Over the past week, I've had a lot of fun watching the reaction on people's faces when I tell them the Journal just went up a day in print publication. Many people react as if I told them Elvis Presley is alive and well and will be performing at the Turlock Community Theatre next week. While the extreme surprise is a little offensive, I also understand.
The newspaper industry is little more than half the size it once was. Around the country, longstanding papers are closing up shop or moving to a digital-only format. The ranks of my fellow print journalists are dwindling yearly, and we will soon be a rare breed.
What many people don't realize, however, is that the demand for news coverage has increased exponentially. We are living in a global community, where friends and family members half way around the world can stay up-to-date on every birthday, job change or dinner selection through social media, smart phones and email. This desire for instant knowledge gratification has extended to include the community at large.

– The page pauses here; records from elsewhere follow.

impl PawnMovement {
    fn with_role(
        role: NetRole,
        config: &NetcodeConfig,
        initial: KinematicSnapshot,
        clock: Arc<dyn Clock + Send + Sync>,
    ) -> Self {
        Self {
            state: initial,
            role,
            pending: None,
            policy: Box::new(SquaredDistancePolicy::from_config(&config.movement)),
            clock,
            metrics: None,
        }
    }

    /// Client-side pawn that predicts locally and sends its moves
    pub fn autonomous_proxy(
        config: &NetcodeConfig,
        initial: KinematicSnapshot,
        clock: Arc<dyn Clock + Send + Sync>,
    ) -> Self {
        let role = NetRole::AutonomousProxy(ClientPredictionState::new(&config.movement));
        Self::with_role(role, config, initial, clock)
    }

    /// Authority-side pawn driven by a remote client's moves
    pub fn authority(
        config: &NetcodeConfig,
        initial: KinematicSnapshot,
        clock: Arc<dyn Clock + Send + Sync>,
    ) -> Self {
        let role = NetRole::Authority(ServerReconciliationState::new(config, clock.now()));
        Self::with_role(role, config, initial, clock)
    }

    pub fn standalone(
        config: &NetcodeConfig,
        initial: KinematicSnapshot,
        clock: Arc<dyn Clock + Send + Sync>,
    ) -> Self {
        Self::with_role(NetRole::Standalone, config, initial, clock)
    }

    pub fn with_metrics(mut self, metrics: Arc<NetcodeMetrics>) -> Self {
        self.metrics = Some(metrics);
        self
    }

    pub fn with_policy(mut self, policy: Box<dyn PositionErrorPolicy + Send + Sync>) -> Self {
        self.policy = policy;
        self
    }

    fn wrong_role(&self, operation: &'static str) -> MovementError {
        let role = self.role.name();
        error!("{} called on a {} pawn", operation, role);
        MovementError::WrongRole { operation, role }
    }

    /// Phase one: decide what to simulate this frame.
    ///
    /// The client replays after a correction, then opens a move stamped with
    /// its move clock. The authority only returns a request when the client
    /// has been silent too long and a forced update is due; its regular moves
    /// come from `receive_server_move`.
    ///
    /// A frame that does not advance the client's move clock opens nothing.
    pub fn pre_step<S>(
        &mut self,
        input: QuantizedInput,
        delta_time: f64,
        simulator: &S,
    ) -> Result<Option<StepRequest>, MovementError>
    where
        S: MovementSimulator + ?Sized,
    {
        if !matches!(self.role, NetRole::Authority(_))
            && (!delta_time.is_finite() || delta_time < 0.0)
        {
            error!("pre_step rejected frame delta time {}", delta_time);
            return Err(MovementError::InvalidDeltaTime(delta_time));
        }

        let (request, pending) = match &mut self.role {
            NetRole::AutonomousProxy(client) => {
                let timestamp = client.current_timestamp();
                if timestamp + delta_time <= timestamp {
                    trace!("Skipping frame that leaves the move clock at {:.4}", timestamp);
                    return Ok(None);
                }

                let replayed = replay_saved_moves(client, &mut self.state, simulator);
                let overflows = client.overflow_count();

                let input = input.quantized();
                let delta_time = client.begin_move(input, delta_time, &self.state);

                let overflowed = client.overflow_count() - overflows;
                if let Some(metrics) = &self.metrics {
                    if replayed > 0 {
                        NetcodeMetrics::incr(&metrics.replays);
                        metrics
                            .replayed_moves
                            .fetch_add(replayed as u64, Ordering::Relaxed);
                    }
                    metrics.buffer_overflows.fetch_add(overflowed, Ordering::Relaxed);
                }
                (StepRequest { input, delta_time }, PendingStep::ClientMove)
            }
            NetRole::Authority(server) => {
                let now = self.clock.now();
                if server.needs_forced_update(now) {
                    if let Some(metrics) = &self.metrics {
                        NetcodeMetrics::incr(&metrics.forced_updates);
                    }
                    let request = server.force_position_update(now);
                    (request, PendingStep::ForcedUpdate)
                } else {
                    return Ok(None);
                }
            }
            NetRole::Standalone => {
                if delta_time == 0.0 {
                    return Ok(None);
                }
                let request = StepRequest {
                    input: input.quantized(),
                    delta_time,
                };
                (request, PendingStep::Local)
            }
        };

        if let Some(abandoned) = self.pending.replace(pending) {
            trace!("pre_step abandons unfinished {:?} step", abandoned);
        }
        Ok(Some(request))
    }

    /// Phase two: adopt the simulated `result` and produce the message to send
    pub fn post_step(
        &mut self,
        result: KinematicSnapshot,
    ) -> Result<Option<OutgoingMessage>, MovementError> {
        let pending = self.pending.take().ok_or(MovementError::NoPendingStep)?;
        self.state = result;

        let message = match (&mut self.role, pending) {
            (NetRole::AutonomousProxy(client), PendingStep::ClientMove) => {
                if client.finish_move(&result).is_none() {
                    return Err(MovementError::NoPendingStep);
                }
                let Some(mv) = client.saved_moves().back() else {
                    return Err(MovementError::NoPendingStep);
                };
                let important = mv.is_important_move(client.last_acked_move());
                let message = ClientMessage::ServerMove {
                    timestamp: mv.timestamp,
                    input: mv.input,
                    end_state: mv.end,
                };

                if let Some(metrics) = &self.metrics {
                    NetcodeMetrics::incr(&metrics.moves_sent);
                    if important {
                        NetcodeMetrics::incr(&metrics.important_moves);
                    }
                    metrics
                        .pending_moves
                        .store(client.saved_moves().len() as u64, Ordering::Relaxed);
                }
                Some(OutgoingMessage::ToServer(message))
            }
            (NetRole::Authority(server), PendingStep::ClientServerMove) => {
                let ack = server.finish_client_move(&result, self.policy.as_ref());
                if let (Some(ack), Some(metrics)) = (&ack, &self.metrics) {
                    if ack.is_correction() {
                        NetcodeMetrics::incr(&metrics.acks_bad_sent);
                    } else {
                        NetcodeMetrics::incr(&metrics.acks_good_sent);
                    }
                }
                ack.map(OutgoingMessage::ToClient)
            }
            (NetRole::Authority(_), PendingStep::ForcedUpdate) => None,
            (NetRole::Standalone, PendingStep::Local) => None,
            _ => return Err(MovementError::NoPendingStep),
        };

        Ok(message)
    }

    /// Authority: accept a `ServerMove` from the client.
    ///
    /// On `Simulate`, run the request from the current state and pass the
    /// result to `post_step` to get the acknowledgement.
    pub fn receive_server_move(
        &mut self,
        message: ClientMessage,
    ) -> Result<ServerMoveOutcome, MovementError> {
        let NetRole::Authority(server) = &mut self.role else {
            return Err(self.wrong_role("receive_server_move"));
        };
        let ClientMessage::ServerMove {
            timestamp,
            input,
            end_state,
        } = message;

        let previous = server.current_client_timestamp();
        let detections = server.resolver().detections();
        let outcome = server.receive_server_move(timestamp, input, end_state, self.clock.now());

        if let ServerMoveOutcome::Simulate(_) = outcome {
            if let Some(abandoned) = self.pending.replace(PendingStep::ClientServerMove) {
                trace!("receive_server_move abandons unfinished {:?} step", abandoned);
            }
        }

        if let Some(metrics) = &self.metrics {
            NetcodeMetrics::incr(&metrics.moves_received);
            match outcome {
                ServerMoveOutcome::Rejected(_) => NetcodeMetrics::incr(&metrics.moves_rejected),
                ServerMoveOutcome::NotReady | ServerMoveOutcome::NoDelta => {
                    NetcodeMetrics::incr(&metrics.moves_skipped)
                }
                ServerMoveOutcome::Simulate(_) => {}
            }
            if !matches!(outcome, ServerMoveOutcome::Rejected(_)) && timestamp < previous {
                NetcodeMetrics::incr(&metrics.timestamp_resets);
            }
            let resolver = server.resolver();
            metrics
                .discrepancy_detections
                .fetch_add(resolver.detections() - detections, Ordering::Relaxed);
            metrics.record_time_discrepancy(resolver.time_discrepancy());
        }

        Ok(outcome)
    }

    /// Client: apply an acknowledgement from the authority. A correction
    /// snaps the local state; the replay runs on the next `pre_step`.
    pub fn receive_ack(&mut self, message: ServerMessage) -> Result<AckOutcome, MovementError> {
        let NetRole::AutonomousProxy(client) = &mut self.role else {
            return Err(self.wrong_role("receive_ack"));
        };

        let before = self.state.position;
        let outcome = match message {
            ServerMessage::ClientAckGoodMove { timestamp } => client.handle_ack_good(timestamp),
            ServerMessage::ClientAckBadMove { timestamp, state } => {
                client.handle_ack_bad(timestamp, &state, &mut self.state)
            }
        };

        if let Some(metrics) = &self.metrics {
            match outcome {
                AckOutcome::Acknowledged { .. } => {
                    NetcodeMetrics::incr(&metrics.acks_good_received)
                }
                AckOutcome::Corrected { .. } => {
                    NetcodeMetrics::incr(&metrics.acks_bad_received);
                    metrics.record_correction(before.distance_sq_to(self.state.position).sqrt());
                }
                AckOutcome::Unmatched => NetcodeMetrics::incr(&metrics.acks_unmatched),
            }
            metrics
                .pending_moves
                .store(client.saved_moves().len() as u64, Ordering::Relaxed);
        }

        Ok(outcome)
    }

    /// Run both phases with `simulator`
    pub fn tick<S>(
        &mut self,
        input: QuantizedInput,
        delta_time: f64,
        simulator: &S,
    ) -> Result<Option<OutgoingMessage>, MovementError>
    where
        S: MovementSimulator + ?Sized,
    {
        match self.pre_step(input, delta_time, simulator)? {
            Some(request) => {
                let result = simulator.simulate(&self.state, &request.input, request.delta_time);
                self.post_step(result)
            }
            None => Ok(None),
        }
    }

    /// Authority: receive, simulate and acknowledge one client move
    pub fn process_server_move<S>(
        &mut self,
        message: ClientMessage,
        simulator: &S,
    ) -> Result<Option<ServerMessage>, MovementError>
    where
        S: MovementSimulator + ?Sized,
    {
        let ServerMoveOutcome::Simulate(request) = self.receive_server_move(message)? else {
            return Ok(None);
        };
        let result = simulator.simulate(&self.state, &request.input, request.delta_time);
        match self.post_step(result)? {
            Some(OutgoingMessage::ToClient(ack)) => Ok(Some(ack)),
            _ => Ok(None),
        }
    }

    /// Authority: gate client moves (e.g. while spawning or teleporting)
    pub fn set_ready_for_client(&mut self, ready: bool) -> Result<(), MovementError> {
        if let NetRole::Authority(server) = &mut self.role {
            server.set_ready_for_client(ready);
            return Ok(());
        }
        Err(self.wrong_role("set_ready_for_client"))
    }

    pub fn state(&self) -> &KinematicSnapshot {
        &self.state
    }

    /// Teleport; pending moves still replay from here after the next correction
    pub fn set_state(&mut self, state: KinematicSnapshot) {
        self.state = state;
    }

    pub fn role(&self) -> &NetRole {
        &self.role
    }

    pub fn client(&self) -> Option<&ClientPredictionState> {
        match &self.role {
            NetRole::AutonomousProxy(client) => Some(client),
            _ => None,
        }
    }

    pub fn server(&self) -> Option<&ServerReconciliationState> {
        match &self.role {
            NetRole::Authority(server) => Some(server),
            _ => None,
        }
    }

    pub fn server_mut(&mut self) -> Option<&mut ServerReconciliationState> {
        match &mut self.role {
            NetRole::Authority(server) => Some(server),
            _ => None,
        }
    }

    pub fn has_pending_step(&self) -> bool {
        self.pending.is_some()
    }
}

People want to know why hundreds of Turlockers have suddenly decided to wear pink every day to work. Residents and visitors to our fair city want to know what officials are doing to fix the pot holes that plague many streets. When the power goes out and doesn't come back on for three days, people want to know why. All of these things, and more, are available in your community newspaper.
Along with keeping up with every elected body in Turlock and the surrounding areas — attending meetings, covering elections, informing the public on policy changes — the newspaper is also still the official record of the families that make up this community. Births, deaths, marriages, accolades and tragedies. Many family Bibles are filled with carefully cutout clips from the Journal that will be passed down from generation to generation.

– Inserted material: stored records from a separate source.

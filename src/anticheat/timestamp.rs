use tracing::{debug, info, trace};

use crate::config::MovementConfig;

/// Why a client move timestamp was refused
#[derive(Debug, Clone, Copy, PartialEq, thiserror::Error)]
pub enum TimestampRejection {
    #[error("Timestamp expired: client={0}, current={1}")]
    Stale(f64, f64),
    #[error("Timestamp jumped forward too far: client={0}, current={1}")]
    ImplausibleJump(f64, f64),
}

/// An accepted client move timestamp
#[derive(Debug, Clone, Copy, PartialEq, Eq)]
pub enum TimestampVerdict {
    /// Newer than the last one; eligible for discrepancy tracking
    Accepted,
    /// The client zeroed its move clock; the authority must do the same
    ResetDetected,
}

/// Checks incoming move timestamps against the last accepted one
#[derive(Debug, Clone)]
pub struct TimestampValidator {
    reset_threshold: f64,
}

impl TimestampValidator {
    pub fn new(config: &MovementConfig) -> Self {
        Self {
            reset_threshold: config.reset_threshold,
        }
    }

    /// Classify `timestamp` relative to the authority's `current` client timestamp
    pub fn verify(
        &self,
        timestamp: f64,
        current: f64,
    ) -> Result<TimestampVerdict, TimestampRejection> {
        // Very large deltas only happen around a client clock reset
        let delta = timestamp - current;
        if delta.abs() > self.reset_threshold * 0.5 {
            if delta < 0.0 {
                info!(
                    "Timestamp reset detected. current={:.4} new={:.4}",
                    current, timestamp
                );
                return Ok(TimestampVerdict::ResetDetected);
            }
            debug!(
                "Timestamp expired before reset. current={:.4} new={:.4}",
                current, timestamp
            );
            return Err(TimestampRejection::ImplausibleJump(timestamp, current));
        }

        if timestamp <= current {
            debug!("Timestamp expired. {:.4}, current={:.4}", timestamp, current);
            return Err(TimestampRejection::Stale(timestamp, current));
        }

        trace!("Timestamp {:.4} accepted, current={:.4}", timestamp, current);
        Ok(TimestampVerdict::Accepted)
    }
}

impl Default for TimestampValidator {
    fn default() -> Self {
        Self::new(&MovementConfig::default())
    }
}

While I still firmly believe in the value and service of the traditional printed newspaper, I'm also very excited about the new ways we, as journalists, can tell a story.
When breaking news happens, the Journal can simultaneously send out information on Facebook and Twitter, post a photo on Instagram, and put a preliminary report on our website, and then send out an email blast letting our followers know something of importance has occurred in their community.
Social media is good for getting the word out quickly, but we're also telling stories in a whole new format.
The Journal recently ramped up its multimedia content, and we're only getting started. Using video to tell a story gives our audience a different view on an issue. Seeing the commitment and passion when Relay for Life organizers talk about the importance of raising funds for cancer research adds a new dimension to an event story. Watching the dedication of the Public Safety Facility highlights the historic significance of the new downtown location for Turlock's police and fire departments.
This week we launched the Wednesday Night Blitz, a video segment that highlights local high school football teams. The show gives you all the action of Friday night football, without having to find parking at Joe Debely Stadium!
Through all the technological changes and formats, the core of what the Journal provides is still the same — news, sports and community information.